The case was tried upon the theory that the defendant's liability, if any, was governed by the general maritime law unaffected by a statute ( Robins Drydock Co. v. Dahl, 266 U.S. 449). The question has been argued whether it might properly have been tried under the act of Congress of June 15, 1920, known as the Jones Act (41 Stat. ch. 250, p. 988). The Supreme Court has held that the act puts a stevedore within the zone of its protection. "It is true that for most purposes, as the word is commonly used, stevedores are not `seamen.' But words are flexible" ( Int. Stevedoring Co. v. Haverty, 272 U.S. 50). The point is made, however, that the act is not to be extended to seamen upon foreign vessels. There are decisions in the Appellate Divisions refusing that extension ( Clark v. Montezuma Transp. Co., 217 App. Div. 172; Resigno v. Jarka Co., Inc., 221 App. Div. 214). The question is an important one, but not for this appeal. Upon the facts before us, the plaintiff would gain nothing if the statute should be held to cover him. All that the Jones Act does is to give the benefit of the Employers' Liability Act of Congress (35 Stat. 65) to those within its purview. The Employers' Liability Act, however, does not change the law of assumption of risk, except where the injury is the result of the failure to comply with a specific statutory duty ( Seaboard Air Line Ry. v. Horton, 233 U.S. 492, 503; 239 U.S. 595, 600; Jacobs v. Southern Ry. Co., 241 U.S. 229). "The distinction between contributory negligence and assumption of risk was always a close one. The two concepts seemed often to overlap, and often it did not become necessary to discriminate between them. But whenever discrimination between them became necessary, the use of defective ways or works with notice of the defect and appreciation of the danger was held to be an assumption of the risk and not contributory negligence" ( Maloney v. Cunard S.S. Co., 217 N.Y. 278, 282, and cases there cited; cf. Seaboard Air Line v. Horton, supra).

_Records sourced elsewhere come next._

// Copyright (c) 2024-2026 Martin Schröder <info@swedishembedded.com>
//
// SPDX-License-Identifier: MIT
use std::path::Path;

use serde::{Deserialize, Serialize};

/// Resource ceilings a sandbox imposes on tool side effects.
#[derive(Debug, Clone, Copy, Default, PartialEq, Eq, Serialize, Deserialize)]
pub struct ResourceLimits {
    /// Maximum bytes a single tool may write.  0 = unlimited.
    pub max_output_bytes: u64,
    /// Maximum wall-clock seconds for a single tool call.  0 = unlimited.
    pub max_execution_secs: u64,
}

/// Read-only description of the active sandbox policy, attached to responses
/// so callers can see what constraints a run executed under.
#[derive(Debug, Clone, Default, Serialize, Deserialize)]
pub struct SandboxSnapshot {
    pub allowed_paths: Vec<String>,
    pub allowed_hosts: Vec<String>,
    pub limits: ResourceLimits,
}

/// Path/network/resource enforcer run around tool execution.
///
/// The runtime never enforces policy itself; tools consult the manager from
/// their [`crate::ToolContext`] before touching the filesystem or network.
pub trait SandboxManager: Send + Sync {
    /// Returns an error when `path` is outside the allowed set.
    fn check_path(&self, path: &Path) -> anyhow::Result<()>;
    /// Returns an error when `host` may not be contacted.
    fn check_network(&self, host: &str) -> anyhow::Result<()>;
    fn limits(&self) -> ResourceLimits;
    /// Policy description attached to run responses.
    fn snapshot(&self) -> SandboxSnapshot;
}

/// Permissive manager for tests and trusted embeddings.
#[derive(Debug, Default)]
pub struct AllowAllSandbox;

impl SandboxManager for AllowAllSandbox {
    fn check_path(&self, _path: &Path) -> anyhow::Result<()> {
        Ok(())
    }
    fn check_network(&self, _host: &str) -> anyhow::Result<()> {
        Ok(())
    }
    fn limits(&self) -> ResourceLimits {
        ResourceLimits::default()
    }
    fn snapshot(&self) -> SandboxSnapshot {
        SandboxSnapshot::default()
    }
}

// ─── Unit tests ──────────────────────────────────────────────────────────────
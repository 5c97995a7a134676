// Copyright (c) 2024-2026 Martin Schröder <info@swedishembedded.com>
//
// SPDX-License-Identifier: MIT
use std::collections::HashMap;
use std::path::PathBuf;
use std::sync::Arc;

use runa_config::{CompactionConfig, HistoryConfig, LimitsConfig, ModelTier, StreamConfig};
use runa_model::ModelProvider;
use runa_tools::{SandboxManager, Tool};

use crate::collab::{CommandRegistry, RulesLoader, SkillRegistry, SubagentRegistry, Tracer};
use crate::events::EventKind;
use crate::hooks::Hook;
use crate::middleware::StageMiddleware;
use crate::resolver::{ApprovalQueue, PermissionPrompt};
use crate::stats::StatsCallback;

/// Model providers by role.  The tier map feeds per-request and per-subagent
/// selection; the summary slots feed the compactor.
#[derive(Clone, Default)]
pub struct ModelPool {
    pub default: Option<Arc<dyn ModelProvider>>,
    pub tiers: HashMap<ModelTier, Arc<dyn ModelProvider>>,
    /// Compaction summary model; falls back to `default`.
    pub summary: Option<Arc<dyn ModelProvider>>,
    /// Used from the second summary attempt onward.
    pub summary_fallback: Option<Arc<dyn ModelProvider>>,
}

/// Everything a runtime is built from.
///
/// The runtime deep-clones this at construction (a frozen snapshot): the
/// containers are copied, so the caller may keep mutating their own
/// `Options` value without racing the live runtime.  Collaborators behind
/// `Arc`s are shared but immutable by contract.
#[derive(Clone, Default)]
pub struct Options {
    pub models: ModelPool,
    pub tools: Vec<Arc<dyn Tool>>,
    pub hooks: Vec<(EventKind, Arc<dyn Hook>)>,
    pub middleware: Vec<Arc<dyn StageMiddleware>>,

    pub sandbox: Option<Arc<dyn SandboxManager>>,
    pub approval_queue: Option<Arc<dyn ApprovalQueue>>,
    pub permission_prompt: Option<Arc<dyn PermissionPrompt>>,
    /// Block on the approval queue when every other permission layer
    /// abstains.
    pub wait_for_approval: bool,

    pub commands: Option<Arc<dyn CommandRegistry>>,
    pub skills: Option<Arc<dyn SkillRegistry>>,
    pub subagents: Option<Arc<dyn SubagentRegistry>>,
    pub rules: Option<Arc<dyn RulesLoader>>,
    pub tracer: Option<Arc<dyn Tracer>>,

    pub system_prompt: Option<String>,
    /// Runtime default; a request may override per run.
    pub enable_prompt_cache: bool,
    pub track_usage: bool,
    pub stats_callback: Option<StatsCallback>,

    pub compaction: CompactionConfig,
    pub history: HistoryConfig,
    pub limits: LimitsConfig,
    pub stream: StreamConfig,

    /// Root for per-session tool scratch directories.  Defaults to a
    /// runtime-named directory under the system temp dir.
    pub scratch_dir: Option<PathBuf>,
}

impl Options {
    /// Minimal options around a single provider.
    pub fn new(model: Arc<dyn ModelProvider>) -> Self {
        Self {
            models: ModelPool {
                default: Some(model),
                ..Default::default()
            },
            track_usage: true,
            ..Default::default()
        }
    }

    pub fn with_tool(mut self, tool: Arc<dyn Tool>) -> Self {
        self.tools.push(tool);
        self
    }

    pub fn with_hook(mut self, kind: EventKind, hook: Arc<dyn Hook>) -> Self {
        self.hooks.push((kind, hook));
        self
    }

    pub fn with_system_prompt(mut self, prompt: impl Into<String>) -> Self {
        self.system_prompt = Some(prompt.into());
        self
    }

    /// The frozen snapshot taken at runtime construction.
    pub(crate) fn frozen(&self) -> Options {
        self.clone()
    }
}

// ─── Unit tests ──────────────────────────────────────────────────────────────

The plaintiff is thus remitted to the common law of the sea. No claim is made in his behalf that under the maritime law the defense of assumption of risk is excluded against one in his position. The defense is not a good one under that law when a seaman, in the ordinary sense, one subject to the authority and discipline of a master of a vessel, is injured aboard ship ( Lynott v. Great Lakes Transit Corp., 202 App. Div. 613; affd., 234 N.Y. 626; Cricket S.S. Co. v. Parry, 263 Fed. Rep. 523; cf. Chelentis v. Luckenbach S.S. Co., 247 U.S. 372). There are many decisions that it is good against a stevedore ( Cunard S.S. Co. v. Smith, 255 Fed. Rep. 846; D., L. W.R.R. Co. v. Tomasco, 256 Fed. Rep. 14; cf. Maleeny v. Standard S. Corp., 237 N.Y. 250, 255; HOLMES, J., in Knickerbocker Ice Co. v. Stewart, 253 U.S. 149, 167). A stevedore, however styled under the Jones Act, is not a seaman under the rule of the general maritime law with its special exemption to those subject to the power of the master ( Int. Stev. Co. v. Haverty, supra). One might as well bring within that class a laborer employed by a contractor to repair a vessel in a dry dock ( Butler v. Robins Dry Dock Repair Co., 240 N.Y. 23). Such a laborer is subject to the general maritime law, but not to the distinctive features of that law which apply to seamen and no others. No one would think of saying that his damages would be measured by maintenance, cure and wages ( Chelentis v. Luckenbach S.S. Co., supra; Carlisle Packing Co. v. Sandanger, 259 U.S. 255). "Words," as we are told, "are flexible" ( Int. Stev. Co. v. Haverty, supra).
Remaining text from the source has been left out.